Stored items
»»

//! Invalidation tags and expiry annotations.
//!
//! Every cached fragment carries the tags of the entities it was built from
//! plus the earliest moment any of them stops being visible. Changing an
//! entity invalidates all fragments tagged with it.

use std::collections::BTreeSet;
use std::fmt;

use time::OffsetDateTime;
use uuid::Uuid;

use crate::domain::products::{PRODUCT_DOMAIN, ProductRecord};

#[derive(Debug, Clone, PartialEq, Eq, PartialOrd, Ord, Hash)]
pub struct Tag(String);

impl Tag {
    pub fn new(value: impl Into<String>) -> Self {
        Self(value.into())
    }

    /// Tag covering every entity of a domain.
    pub fn category(domain: &str) -> Self {
        Self(domain.to_string())
    }

    /// Tag of one entity, e.g. `product-<uuid>`.
    pub fn entity(domain: &str, id: Uuid) -> Self {
        Self(format!("{domain}-{id}"))
    }

    pub fn product(id: Uuid) -> Self {
        Self::entity(PRODUCT_DOMAIN, id)
    }

    pub fn as_str(&self) -> &str {
        &self.0
    }
}

impl fmt::Display for Tag {
    fn fmt(&self, f: &mut fmt::Formatter<'_>) -> fmt::Result {
        f.write_str(&self.0)
    }
}

/// Link from a taggable item to another one, with the link's own expiry.
pub struct Linked<'a> {
    pub expires_at: Option<OffsetDateTime>,
    pub item: &'a dyn Taggable,
}

/// Something a fragment can depend on.
pub trait Taggable {
    fn tag_domain(&self) -> &str;
    fn tag_id(&self) -> Uuid;
    fn expires_at(&self) -> Option<OffsetDateTime>;

    fn linked(&self) -> Vec<Linked<'_>> {
        Vec::new()
    }

    fn tag(&self) -> Tag {
        Tag::entity(self.tag_domain(), self.tag_id())
    }
}

impl Taggable for ProductRecord {
    fn tag_domain(&self) -> &str {
        PRODUCT_DOMAIN
    }

    fn tag_id(&self) -> Uuid {
        self.id
    }

    fn expires_at(&self) -> Option<OffsetDateTime> {
        self.end_at
    }

    fn linked(&self) -> Vec<Linked<'_>> {
        self.references
            .iter()
            .map(|reference| Linked {
                expires_at: reference.end_at,
                item: &reference.product as &dyn Taggable,
            })
            .collect()
    }
}

/// Tags and earliest expiry collected while building one fragment.
#[derive(Debug, Clone, Default, PartialEq, Eq)]
pub struct Annotation {
    tags: BTreeSet<Tag>,
    expires_at: Option<OffsetDateTime>,
}

impl Annotation {
    pub fn new() -> Self {
        Self::default()
    }

    pub fn tags(&self) -> &BTreeSet<Tag> {
        &self.tags
    }

    pub fn expires_at(&self) -> Option<OffsetDateTime> {
        self.expires_at
    }

    pub fn add_tag(&mut self, tag: Tag) {
        self.tags.insert(tag);
    }

    /// Lower the expiry to `candidate` if that is earlier. `None` never raises it.
    pub fn expire_no_later_than(&mut self, candidate: Option<OffsetDateTime>) {
        self.expires_at = match (self.expires_at, candidate) {
            (Some(current), Some(next)) => Some(current.min(next)),
            (current, None) => current,
            (None, next) => next,
        };
    }

    pub fn merge(&mut self, other: &Annotation) {
        self.tags.extend(other.tags.iter().cloned());
        self.expire_no_later_than(other.expires_at);
    }

    pub fn is_empty(&self) -> bool {
        self.tags.is_empty() && self.expires_at.is_none()
    }
}

/// How finely fragments are tagged.
#[derive(Debug, Clone, Copy, PartialEq, Eq)]
pub enum TagMode {
    /// One tag per entity and per linked entity.
    PerEntity,
    /// Only the domain tag of each entity.
    Aggregate,
}

#[derive(Debug, Clone, Copy)]
pub struct TagAnnotator {
    mode: TagMode,
}

impl TagAnnotator {
    pub fn new(mode: TagMode) -> Self {
        Self { mode }
    }

    pub fn mode(&self) -> TagMode {
        self.mode
    }

    /// Add tags and expiries for `entities` and the explicit `categories`.
    ///
    /// Expiries are always folded in, including those of links and linked
    /// items, whatever the tag mode.
    pub fn annotate<'a, I, T>(&self, annotation: &mut Annotation, entities: I, categories: &[&str])
    where
        I: IntoIterator<Item = &'a T>,
        T: Taggable + 'a,
    {
        for category in categories {
            annotation.add_tag(Tag::category(category));
        }

        for entity in entities {
            self.annotate_one(annotation, entity);
        }
    }

    fn annotate_one(&self, annotation: &mut Annotation, entity: &dyn Taggable) {
        match self.mode {
            TagMode::PerEntity => annotation.add_tag(entity.tag()),
            TagMode::Aggregate => annotation.add_tag(Tag::category(entity.tag_domain())),
        }
        annotation.expire_no_later_than(entity.expires_at());

        for linked in entity.linked() {
            if self.mode == TagMode::PerEntity {
                annotation.add_tag(linked.item.tag());
            }
            annotation.expire_no_later_than(linked.expires_at);
            annotation.expire_no_later_than(linked.item.expires_at());
        }
    }
}

#[cfg(test)]
mod tests {
    use time::macros::datetime;

    use super::*;
    use crate::domain::products::{ProductKind, ProductReference};

    fn product(code: &str) -> ProductRecord {
        ProductRecord::new(Uuid::new_v4(), code, ProductKind::Default)
    }

    #[test]
    fn per_entity_mode_tags_items_and_references() {
        let variant = product("shirt-s");
        let shirt = ProductRecord::new(Uuid::new_v4(), "shirt", ProductKind::Select)
            .with_reference(ProductReference::variant(variant.clone()));

        let mut annotation = Annotation::new();
        TagAnnotator::new(TagMode::PerEntity).annotate(&mut annotation, [&shirt], &["product"]);

        let tags: Vec<_> = annotation.tags().iter().map(Tag::as_str).collect();
        assert_eq!(tags.len(), 3);
        assert!(annotation.tags().contains(&Tag::product(shirt.id)));
        assert!(annotation.tags().contains(&Tag::product(variant.id)));
        assert!(annotation.tags().contains(&Tag::category("product")));
    }

    #[test]
    fn aggregate_mode_only_tags_domains() {
        let shirt = product("shirt").with_reference(ProductReference::variant(product("s")));

        let mut annotation = Annotation::new();
        TagAnnotator::new(TagMode::Aggregate).annotate(&mut annotation, [&shirt], &[]);

        assert_eq!(
            annotation.tags().iter().collect::<Vec<_>>(),
            vec![&Tag::category("product")]
        );
    }

    #[test]
    fn expiry_is_earliest_of_items_links_and_linked_items() {
        let mut link = ProductReference::variant(
            product("s").with_end_at(datetime!(2031-01-01 00:00 UTC)),
        );
        link.end_at = Some(datetime!(2030-06-01 00:00 UTC));
        let shirt = product("shirt")
            .with_end_at(datetime!(2032-01-01 00:00 UTC))
            .with_reference(link);
        let socks = product("socks");

        let mut annotation = Annotation::new();
        TagAnnotator::new(TagMode::Aggregate).annotate(
            &mut annotation,
            [&shirt, &socks],
            &["product"],
        );

        assert_eq!(annotation.expires_at(), Some(datetime!(2030-06-01 00:00 UTC)));
    }

    #[test]
    fn no_expiry_when_nothing_ends() {
        let mut annotation = Annotation::new();
        TagAnnotator::new(TagMode::PerEntity).annotate(&mut annotation, [&product("a")], &[]);
        assert!(annotation.expires_at().is_none());
    }

    #[test]
    fn merge_unions_tags_and_keeps_minimum() {
        let mut left = Annotation::new();
        left.add_tag(Tag::new("a"));
        left.expire_no_later_than(Some(datetime!(2030-01-01 00:00 UTC)));

        let mut right = Annotation::new();
        right.add_tag(Tag::new("b"));
        right.expire_no_later_than(Some(datetime!(2029-01-01 00:00 UTC)));

        left.merge(&right);
        assert_eq!(left.tags().len(), 2);
        assert_eq!(left.expires_at(), Some(datetime!(2029-01-01 00:00 UTC)));
    }
}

««

DIRECTIONS:
From the data above, copy each line that has the string "struct".

EXPECTED OUTPUT:
pub struct Tag(String);
pub struct Linked<'a> {
pub struct Annotation {
pub struct TagAnnotator {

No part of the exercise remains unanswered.